I am a Python and Lisp guy learning C++ and have come across a need to “concatenate” for lack of more precise terms, 3 C++ programs. I am unsure what would be the best way to do the following:
1) pocketsphinx takes input from the microphone, does real-time automatic speech recognition, outputs text to terminal, I want to send the output to the input of:
2) Chatscript, a chat program, which parses the incoming text (at the moment from keyboard) and generates a response which is sent to terminal, I want to send the output to the input of:
3) Festival, a text to speech that reads text input from the terminal and generates a voice output of that text.
I am exploring different ways to do this, as I understand it I could run pipes from pocketsphinx to Chatscript to festival, but some of what I’ve read leads me to believe this is a less than efficient way due to overhead. Also, regarding pipes, am I correct in thinking I would set 2 one way pipes (pid == 0) with the text outputs?

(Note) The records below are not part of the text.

//! Ownership-aware access tests
//!
//! View and edit diverge for Internal: it may read anything but only edit
//! what it owns. These tests pin the full matrix.

use roleguard::{
    access, can_delete, can_edit, can_view, ensure_can_edit, ensure_can_view, visible, Action,
    AuthenticatedPrincipal, Denial, Identity, Owned, Role, RoleguardError,
};

struct Item {
    id: u32,
    owner_id: String,
}

impl Owned for Item {
    fn owner_id(&self) -> &str {
        &self.owner_id
    }
}

fn item(id: u32, owner: &str) -> Item {
    Item { id, owner_id: owner.to_string() }
}

fn principal(id: &str, role: Role) -> AuthenticatedPrincipal {
    AuthenticatedPrincipal::new(Identity::new(id, format!("{id}@example.com"), id), role)
}

// ============================================================================
// Predicate Matrix
// ============================================================================

#[test]
fn view_matrix() {
    for role in [Role::Admin, Role::Stakeholder, Role::Internal] {
        assert!(can_view(role, "A", "B"), "{role} should view others' data");
        assert!(can_view(role, "A", "A"));
    }
    assert!(can_view(Role::Normal, "A", "A"));
    assert!(!can_view(Role::Normal, "A", "B"));
}

#[test]
fn edit_matrix() {
    for role in [Role::Admin, Role::Stakeholder] {
        assert!(can_edit(role, "X", "Y"), "{role} should edit others' data");
    }
    for role in [Role::Internal, Role::Normal] {
        assert!(can_edit(role, "A", "A"));
        assert!(!can_edit(role, "A", "B"), "{role} must not edit others' data");
    }
}

/// The one asymmetry in the model
#[test]
fn internal_views_all_but_edits_own() {
    assert!(can_view(Role::Internal, "A", "B"));
    assert!(!can_edit(Role::Internal, "A", "B"));
}

#[test]
fn delete_follows_edit() {
    for role in Role::ALL {
        for (owner, caller) in [("A", "A"), ("A", "B")] {
            assert_eq!(can_delete(role, owner, caller), can_edit(role, owner, caller));
        }
    }
}

/// Ownership is exact string equality
#[test]
fn ownership_is_exact() {
    assert!(!can_view(Role::Normal, "alice", "Alice"));
    assert!(!can_view(Role::Normal, "alice", "alice "));
    assert!(can_view(Role::Normal, "", ""));
}

// ============================================================================
// Principal Helpers
// ============================================================================

#[test]
fn ensure_helpers_report_denial() {
    let bob = principal("bob", Role::Internal);
    let doc = item(1, "alice");

    assert!(ensure_can_view(&bob, &doc).is_ok());
    let err = ensure_can_edit(&bob, &doc).unwrap_err();
    assert_eq!(err.status_code(), 403);
    assert_eq!(
        err,
        RoleguardError::Forbidden(Denial::Ownership {
            action: Action::Edit,
            owner: "alice".into(),
            caller: "bob".into(),
            role: Role::Internal,
        })
    );

    let carol = principal("carol", Role::Normal);
    assert!(matches!(
        ensure_can_view(&carol, &doc),
        Err(RoleguardError::Forbidden(Denial::Ownership { action: Action::View, .. }))
    ));
}

#[test]
fn allowed_helpers() {
    let owner = principal("alice", Role::Normal);
    let doc = item(1, "alice");
    assert!(access::view_allowed(&owner, &doc));
    assert!(access::edit_allowed(&owner, &doc));
}

// ============================================================================
// Filtering
// ============================================================================

#[test]
fn normal_sees_only_own_records() {
    let items = vec![item(1, "alice"), item(2, "bob"), item(3, "alice")];
    let alice = principal("alice", Role::Normal);
    let ids: Vec<u32> = visible(&alice, &items).iter().map(|i| i.id).collect();
    assert_eq!(ids, vec![1, 3]);
}

#[test]
fn privileged_roles_see_everything() {
    let items = vec![item(1, "alice"), item(2, "bob")];
    for role in [Role::Admin, Role::Stakeholder, Role::Internal] {
        let p = principal("zed", role);
        assert_eq!(visible(&p, &items).len(), 2);
    }
}

#[test]
fn visible_on_empty_input() {
    let items: Vec<Item> = Vec::new();
    assert!(visible(&principal("a", Role::Normal), &items).is_empty());
}
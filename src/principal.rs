//! Resolved callers

use serde::{Deserialize, Serialize};

use crate::permission::{Permission, PermissionSet};
use crate::role::Role;

/// What the authentication collaborator knows about a caller.
#[derive(Debug, Clone, PartialEq, Eq, Serialize, Deserialize)]
pub struct Identity {
    pub identity: String,
    pub email: String,
    #[serde(default = "verified_by_default")]
    pub email_verified: bool,
    #[serde(default)]
    pub display_name: String,
}

fn verified_by_default() -> bool {
    true
}

impl Identity {
    pub fn new(
        identity: impl Into<String>,
        email: impl Into<String>,
        display_name: impl Into<String>,
    ) -> Self {
        Identity {
            identity: identity.into(),
            email: email.into(),
            email_verified: true,
            display_name: display_name.into(),
        }
    }
}

/// The caller for one operation.
///
/// The permission set is computed from the role when the principal is built
/// and there is no way to change one without the other.
#[derive(Debug, Clone, PartialEq, Eq, Serialize)]
pub struct AuthenticatedPrincipal {
    #[serde(rename = "uid")]
    identity: String,
    email: String,
    email_verified: bool,
    display_name: String,
    role: Role,
    permissions: PermissionSet,
}

impl AuthenticatedPrincipal {
    pub fn new(identity: Identity, role: Role) -> Self {
        AuthenticatedPrincipal {
            identity: identity.identity,
            email: identity.email,
            email_verified: identity.email_verified,
            display_name: identity.display_name,
            role,
            permissions: role.permissions(),
        }
    }

    pub fn identity(&self) -> &str {
        &self.identity
    }

    pub fn email(&self) -> &str {
        &self.email
    }

    pub fn email_verified(&self) -> bool {
        self.email_verified
    }

    pub fn display_name(&self) -> &str {
        &self.display_name
    }

    pub fn role(&self) -> Role {
        self.role
    }

    pub fn permissions(&self) -> PermissionSet {
        self.permissions
    }

    pub fn has_permission(&self, p: Permission) -> bool {
        self.permissions.contains(p)
    }

    pub fn has_role(&self, role: Role) -> bool {
        self.role == role
    }
}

I think I could (once I learn a great deal more) combine all 3 programs (they are all open source) by essentially determining required libraries/files etc and “concatenating” the 3 void main()’s while changing the output statements?
Could someone offer some guidance/tutelage on this and opine as to which of these (or suggest other methods?) would be the most economical and effective?
regards, Richard
Watch for the cout or printf in the source, and add it to a buffer string variable, that will allow you to each time the buffer fills in, you can call the next program and execute it with the buffer gotten. If you dont need the “real time” processing, you can do what @zch pointed out, since if i recall (i might be wrong) pipes need the program to end before send the data to the next binary.